“Why does,
in contemporary society, adolescence appear to be the `peak age` for criminal
behaviour?”
“The
commonly held (adultist) views about adolescents are
that they pose a threat to society
rather than the other way
round … it is important at least to
redress this imbalance …
for this approach is both ethical (self-evident) and practical,
to avoid alienation of future
generations.”
(Corby, 1997:
215)
It will be shown that the claim
of adolescence being the peak age for criminal behaviour is problematic on many
levels. The focus, however, will centre upon the social and political
significance developed from the historical definition of adolescence, and the
consequent notions attached to adolescent behaviour. Through an exploration of
adolescent’s criminal actions and the discovery of adolescence, a theory of
understanding youth will be proposed. That is, it will be argued that the
critical factor in understanding the criminal behaviour of adolescents is in
understanding the social construction of theories of adolescence.
Throughout this essay the
implications of a theoretical understanding of the adolescent’s plight in
society are considered. This understanding is subsequently applied to the
practice of youth work and thus a framework for positive action for, and on
behalf of young people is constructed from the theoretical basis of this
knowledge.
Adolescence and Criminal Behaviour
There are a whole series of
problems in any study of deviant behaviour, in the recording of crime, in what
is recorded and what is excluded, in what is reported and unreported. Crucially,
all those who break the law are not detected and convicted (Walker, 1995,
Muncie, 1999). Collectively, this plethora of difficulties makes the topic too
complex and nebulous to discuss here in detail. Suffice to say, the true facts
about offending by young people or any other group have been and will remain
unknowable (Muncie, 1999).
Consequently this essay shall
focus upon the reasons for the perception of adolescence as the peak age for
criminal behaviour, beginning with an analysis of young people’s recorded
offending behaviour.
The perception of crime as a
problem of the young might appear to be substantiated by statistics, showing
that 45% of recorded crime is committed by young people under the age of 21
(Bailey, 1997). Home Office research shows that one in two males and one in
three females between 14 and 25 admit to having committed an offence, further
more 1996 statistics show that 10-17 year olds account for 25% of known
offenders (Home Office, 1997). Whilst crime statistics are renowned for
unreliability, their existence nevertheless informs contemporary thinking on
offending behaviour.
Participation in crime by
adolescents is not linear across all groups, in fact quite the contrary.

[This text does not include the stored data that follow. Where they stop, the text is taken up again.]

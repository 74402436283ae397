// End-to-end handoff pipeline tests across both platforms
use std::sync::Arc;
use std::time::Duration;

use wiremock::matchers::{method, path};
use wiremock::{Mock, MockServer, ResponseTemplate};

use ride_handoff::handoff::{
    BrowserSessionResult, DedupGuard, HandoffCoordinator, HttpExchangeClient, OutcomeRouter,
    PlatformDispatcher, SignInProgress, WebPage,
};
use ride_handoff::models::SessionToken;
use ride_handoff::session::SessionState;
use ride_handoff::testing::constants::{TEST_NATIVE_REDIRECT, TEST_PROVIDER, TEST_WEB_ORIGIN};
use ride_handoff::testing::{
    FakeWebPage, MockExchanger, RecordingShell, ScriptedBrowserSession, TestFixtures,
};
use ride_handoff::{Destination, Platform};

fn native_callback(token: &str) -> String {
    format!("{TEST_NATIVE_REDIRECT}#session_id={token}")
}

fn web_reentry(token: &str) -> String {
    format!("{TEST_WEB_ORIGIN}/#session_id={token}")
}

fn native_pipeline(
    browser: ScriptedBrowserSession,
    exchanger: &Arc<MockExchanger>,
) -> (HandoffCoordinator, Arc<ScriptedBrowserSession>, Arc<RecordingShell>) {
    let browser = Arc::new(browser);
    let shell = Arc::new(RecordingShell::default());
    let coordinator =
        TestFixtures::native_coordinator(browser.clone(), exchanger.clone(), shell.clone());
    (coordinator, browser, shell)
}

fn web_coordinator_sharing(
    page: &Arc<FakeWebPage>,
    exchanger: &Arc<MockExchanger>,
    shell: &Arc<RecordingShell>,
    guard: &DedupGuard,
) -> HandoffCoordinator {
    let settings = TestFixtures::settings(Platform::Web, "http://localhost:8000");
    HandoffCoordinator::with_guard(
        PlatformDispatcher::web(page.clone(), &settings),
        exchanger.clone(),
        OutcomeRouter::new(shell.clone(), SessionState::new(), TEST_PROVIDER),
        guard.clone(),
    )
}

#[tokio::test]
async fn test_concurrent_callbacks_exchange_once() {
    let (exchanger, gate) = MockExchanger::existing_user(TestFixtures::driver()).gated();
    let exchanger = Arc::new(exchanger);
    let (coordinator, _browser, shell) = native_pipeline(
        ScriptedBrowserSession::new(BrowserSessionResult::Cancel),
        &exchanger,
    );
    let url = native_callback("abc");

    let (first, second) = tokio::join!(coordinator.handle_callback(&url), async {
        // The first invocation is parked inside the exchange at this point
        assert!(coordinator.guard().is_in_flight());
        let second = coordinator.handle_callback(&url).await;
        gate.notify_one();
        second
    });

    assert_eq!(first, Some(Destination::DriverHome));
    assert_eq!(second, None);
    assert_eq!(exchanger.call_count(), 1);
    assert_eq!(shell.destinations(), vec![Destination::DriverHome]);
    assert!(shell.alerts().is_empty());
    assert!(!coordinator.guard().is_in_flight());
}

#[tokio::test]
async fn test_used_token_is_never_exchanged_again() {
    let exchanger = Arc::new(MockExchanger::existing_user(TestFixtures::rider()));
    let (coordinator, _browser, shell) = native_pipeline(
        ScriptedBrowserSession::new(BrowserSessionResult::Cancel),
        &exchanger,
    );

    assert_eq!(
        coordinator.handle_callback(&native_callback("abc")).await,
        Some(Destination::RiderHome)
    );
    assert_eq!(coordinator.handle_callback(&native_callback("abc")).await, None);
    assert_eq!(
        coordinator.handle_callback(&format!("{TEST_NATIVE_REDIRECT}?session_id=abc")).await,
        None
    );

    assert_eq!(exchanger.call_count(), 1);
    assert_eq!(shell.destinations().len(), 1);
    assert!(coordinator.guard().was_processed(&SessionToken::new("abc")));
}

#[tokio::test]
async fn test_failed_exchange_releases_guard() {
    let exchanger = Arc::new(MockExchanger::rejecting());
    let (coordinator, _browser, shell) = native_pipeline(
        ScriptedBrowserSession::new(BrowserSessionResult::Cancel),
        &exchanger,
    );

    assert_eq!(coordinator.handle_callback(&native_callback("t1")).await, None);
    assert!(!coordinator.guard().is_in_flight());

    // A different token is admitted right away
    assert_eq!(coordinator.handle_callback(&native_callback("t2")).await, None);
    assert_eq!(exchanger.tokens(), vec!["t1".to_string(), "t2".to_string()]);

    // The failed token stays consumed
    assert_eq!(coordinator.handle_callback(&native_callback("t1")).await, None);
    assert_eq!(exchanger.call_count(), 2);

    let alerts = shell.alerts();
    assert_eq!(alerts.len(), 2);
    assert!(alerts.iter().all(|(_, message)| message.contains("Invalid session")));
    assert!(shell.destinations().is_empty());
}

#[tokio::test]
async fn test_timeout_releases_guard_and_alerts() {
    let exchanger = Arc::new(MockExchanger::timing_out());
    let (coordinator, _browser, shell) = native_pipeline(
        ScriptedBrowserSession::new(BrowserSessionResult::Cancel),
        &exchanger,
    );

    assert_eq!(coordinator.handle_callback(&native_callback("slow")).await, None);
    assert!(!coordinator.guard().is_in_flight());
    assert_eq!(shell.alerts().len(), 1);
    assert!(shell.destinations().is_empty());
}

#[tokio::test]
async fn test_native_sign_in_new_user_goes_to_registration() {
    let exchanger = Arc::new(MockExchanger::new_user(TestFixtures::profile()));
    let (coordinator, browser, shell) = native_pipeline(
        ScriptedBrowserSession::success(&native_callback("abc")),
        &exchanger,
    );

    let progress = coordinator.sign_in().await;

    let prefill = match progress {
        SignInProgress::Finished(Some(Destination::Registration(prefill))) => prefill,
        other => panic!("expected registration, got {other:?}"),
    };
    assert_eq!(prefill.email, "a@b.com");
    assert_eq!(prefill.auth_provider, TEST_PROVIDER);
    assert!(!coordinator.router().session().is_authenticated());
    assert!(!coordinator.is_loading());
    assert_eq!(exchanger.tokens(), vec!["abc".to_string()]);
    assert_eq!(shell.destinations().len(), 1);

    let opened = browser.opened();
    assert_eq!(opened.len(), 1);
    assert!(opened[0].0.contains("redirect=ridehail%3A%2F%2Fauth%2Fcallback"));
    assert_eq!(opened[0].1, TEST_NATIVE_REDIRECT);
}

#[tokio::test]
async fn test_native_sign_in_existing_driver_is_authenticated() {
    let exchanger = Arc::new(MockExchanger::existing_user(TestFixtures::driver()));
    let (coordinator, _browser, _shell) = native_pipeline(
        ScriptedBrowserSession::success(&format!("{TEST_NATIVE_REDIRECT}?session_id=abc")),
        &exchanger,
    );

    assert_eq!(
        coordinator.sign_in().await,
        SignInProgress::Finished(Some(Destination::DriverHome))
    );
    let session = coordinator.router().session().current();
    assert_eq!(session.map(|s| s.user.id), Some("u1".to_string()));
}

#[tokio::test]
async fn test_native_cancel_and_dismiss_skip_the_pipeline() {
    for (result, expected) in [
        (BrowserSessionResult::Cancel, SignInProgress::Cancelled),
        (BrowserSessionResult::Dismiss, SignInProgress::Dismissed),
    ] {
        let exchanger = Arc::new(MockExchanger::existing_user(TestFixtures::driver()));
        let (coordinator, _browser, shell) =
            native_pipeline(ScriptedBrowserSession::new(result), &exchanger);

        assert_eq!(coordinator.sign_in().await, expected);
        assert!(!coordinator.is_loading());
        assert_eq!(exchanger.call_count(), 0);
        assert_eq!(coordinator.guard().processed_count(), 0);
        assert!(shell.alerts().is_empty());
        assert!(shell.destinations().is_empty());
    }
}

#[tokio::test]
async fn test_callback_without_token_alerts() {
    let exchanger = Arc::new(MockExchanger::existing_user(TestFixtures::driver()));
    let (coordinator, _browser, shell) = native_pipeline(
        ScriptedBrowserSession::success(&format!("{TEST_NATIVE_REDIRECT}#error=access_denied")),
        &exchanger,
    );

    assert_eq!(coordinator.sign_in().await, SignInProgress::Finished(None));
    assert_eq!(exchanger.call_count(), 0);
    assert_eq!(shell.alerts().len(), 1);
    assert!(shell.destinations().is_empty());
    assert!(!coordinator.is_loading());
}

#[tokio::test]
async fn test_web_sign_in_redirects_and_stays_loading() {
    let page = Arc::new(FakeWebPage::at(&format!("{TEST_WEB_ORIGIN}/")));
    let exchanger = Arc::new(MockExchanger::existing_user(TestFixtures::driver()));
    let shell = Arc::new(RecordingShell::default());
    let coordinator = TestFixtures::web_coordinator(page.clone(), exchanger.clone(), shell);

    assert_eq!(coordinator.platform(), Platform::Web);
    assert_eq!(coordinator.sign_in().await, SignInProgress::Redirected);
    assert!(coordinator.is_loading());
    assert_eq!(
        coordinator.sign_in().await,
        SignInProgress::AlreadyInProgress
    );

    let navigations = page.navigations();
    assert_eq!(navigations.len(), 1);
    assert!(navigations[0].contains("redirect=https%3A%2F%2Fride.example"));
    assert_eq!(exchanger.call_count(), 0);
}

#[tokio::test]
async fn test_web_reentry_strips_fragment_and_exchanges_once() {
    let page = Arc::new(FakeWebPage::at(&web_reentry("abc")));
    let exchanger = Arc::new(MockExchanger::existing_user(TestFixtures::rider()));
    let shell = Arc::new(RecordingShell::default());
    let coordinator =
        TestFixtures::web_coordinator(page.clone(), exchanger.clone(), shell.clone());

    assert_eq!(
        coordinator.resume_web_session().await,
        Some(Destination::RiderHome)
    );
    assert_eq!(page.current_location(), format!("{TEST_WEB_ORIGIN}/"));
    assert_eq!(page.history_rewrites().len(), 1);

    // Re-render of the same root view
    assert_eq!(coordinator.resume_web_session().await, None);
    assert_eq!(exchanger.call_count(), 1);
    assert_eq!(shell.destinations(), vec![Destination::RiderHome]);
}

#[tokio::test]
async fn test_web_reentry_without_token_does_nothing() {
    let page = Arc::new(FakeWebPage::at(&format!("{TEST_WEB_ORIGIN}/?session_id=abc")));
    let exchanger = Arc::new(MockExchanger::existing_user(TestFixtures::rider()));
    let shell = Arc::new(RecordingShell::default());
    let coordinator =
        TestFixtures::web_coordinator(page.clone(), exchanger.clone(), shell.clone());

    // Only a fragment token counts as a provider return on page load
    assert_eq!(coordinator.resume_web_session().await, None);
    assert_eq!(exchanger.call_count(), 0);
    assert!(page.history_rewrites().is_empty());
    assert!(shell.alerts().is_empty());
}

#[tokio::test]
async fn test_remount_before_history_rewrite_lands_exchanges_once() {
    let page = Arc::new(FakeWebPage::at(&web_reentry("abc")));
    page.ignore_history_rewrites();
    let (exchanger, gate) = MockExchanger::existing_user(TestFixtures::driver()).gated();
    let exchanger = Arc::new(exchanger);
    let shell = Arc::new(RecordingShell::default());
    let guard = DedupGuard::new();

    let first_mount = web_coordinator_sharing(&page, &exchanger, &shell, &guard);
    let second_mount = web_coordinator_sharing(&page, &exchanger, &shell, &guard);

    let (first, second) = tokio::join!(first_mount.resume_web_session(), async {
        // The fragment is still visible to the remounted view
        let second = second_mount.resume_web_session().await;
        gate.notify_one();
        second
    });

    assert_eq!(first, Some(Destination::DriverHome));
    assert_eq!(second, None);
    assert_eq!(exchanger.call_count(), 1);
    assert_eq!(page.history_rewrites().len(), 2);

    // A third mount after the exchange finished is refused as well
    let third_mount = web_coordinator_sharing(&page, &exchanger, &shell, &guard);
    assert_eq!(third_mount.resume_web_session().await, None);
    assert_eq!(exchanger.call_count(), 1);
    assert_eq!(shell.destinations(), vec![Destination::DriverHome]);
    assert!(shell.alerts().is_empty());
}

#[tokio::test]
async fn test_concurrent_callbacks_hit_backend_once() {
    let server = MockServer::start().await;

    Mock::given(method("POST"))
        .and(path("/auth/google/exchange"))
        .respond_with(
            ResponseTemplate::new(200)
                .set_body_json(TestFixtures::existing_user_body("u1", "driver"))
                .set_delay(Duration::from_millis(300)),
        )
        .expect(1)
        .mount(&server)
        .await;

    let settings = TestFixtures::settings(Platform::Native, &server.uri());
    let exchanger = HttpExchangeClient::from_settings(&settings).unwrap();
    let shell = Arc::new(RecordingShell::default());
    let coordinator = HandoffCoordinator::new(
        PlatformDispatcher::native(
            Arc::new(ScriptedBrowserSession::new(BrowserSessionResult::Cancel)),
            &settings,
        ),
        Arc::new(exchanger),
        OutcomeRouter::new(shell.clone(), SessionState::new(), TEST_PROVIDER),
    );
    let url = native_callback("abc");

    let (first, second) = tokio::join!(
        coordinator.handle_callback(&url),
        coordinator.handle_callback(&url)
    );

    let mut results = vec![first, second];
    results.sort_by_key(Option::is_none);
    assert_eq!(results, vec![Some(Destination::DriverHome), None]);
    assert_eq!(shell.destinations(), vec![Destination::DriverHome]);
    assert!(shell.alerts().is_empty());
}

Empirical statistical evidence shows that ethnic minority and working class
youth are disproportionately represented in crime statistics and within the
juvenile justice system Pitts, 1986, 1988; Hood, 1992). This phenomenon may be
partially explained by different behaviour from these groups, but a more
appropriate explanation can be provided in social stereotype association.

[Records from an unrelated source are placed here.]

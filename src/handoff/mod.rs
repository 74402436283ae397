//! Third-party identity handoff
//!
//! The user signs in with an external identity provider in a browser the
//! application does not control, then comes back through a URL carrying a
//! single-use session token. This module gets that token exchanged exactly
//! once, whichever way the user came back.
//!
//! - [`token`] - Callback URL to session token
//! - [`guard`] - Process-lifetime deduplication of exchanges
//! - [`exchange`] - Backend token-exchange client
//! - [`dispatch`] - Web redirect vs. native browser session
//! - [`router`] - Exchange outcome to navigation
//! - [`coordinator`] - The pipeline tying them together
//! - [`error`] - Failure taxonomy

pub mod coordinator;
pub mod dispatch;
pub mod error;
pub mod exchange;
pub mod guard;
pub mod router;
pub mod token;

pub use coordinator::{HandoffCoordinator, SignInProgress};
pub use dispatch::{
    build_auth_url, BrowserSession, BrowserSessionResult, DispatchResult, NativeDispatcher,
    Platform, PlatformDispatcher, WebDispatcher, WebPage,
};
pub use error::{FailureKind, HandoffError};
pub use exchange::{HttpExchangeClient, TokenExchanger};
pub use guard::{DedupGuard, ExchangePermit};
pub use router::{AppShell, Destination, OutcomeRouter, RegistrationPrefill};
pub use token::extract_token;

Essentially it is argued that girls and boys portraying the same behaviour will
often be treated very differently because of their social stereotypes. For
example girls acting aggressively will usually be perceived as less threatening
than aggressive males. Similar differences are also true of black and white
youth, and middle and working-class youth. This will of course impinge upon
whether they become involved with the youth justice system, and if so how they
are treated within it (Hood, 1992; Heidensohn, 1996).
Although we can observe
relatively high instances of criminal behaviour by young people, we can see that
these crimes are made up largely of less serious offences (Muncie, 1999, West,
1967). Moreover studies elucidate that `for most offenders liability to
convictions is a passing phase of youth … the boy who goes on to become a
persistent recidivist all his life is exceptional in the extreme, and in all
probability differently constituted and motivated from the ordinary juvenile
delinquent` (West, 1967: 29). Teasdale and Powel share this opinion and see
crime as a temporary phenomenon in most young people’s lives (Teasdale and
Powell, 1987). Indeed West argues that adolescent delinquent behaviour is
paradoxically a `normal feature of youth`, whilst non-delinquent behaviour in
adolescence is in itself deviant (West, 1967: 42).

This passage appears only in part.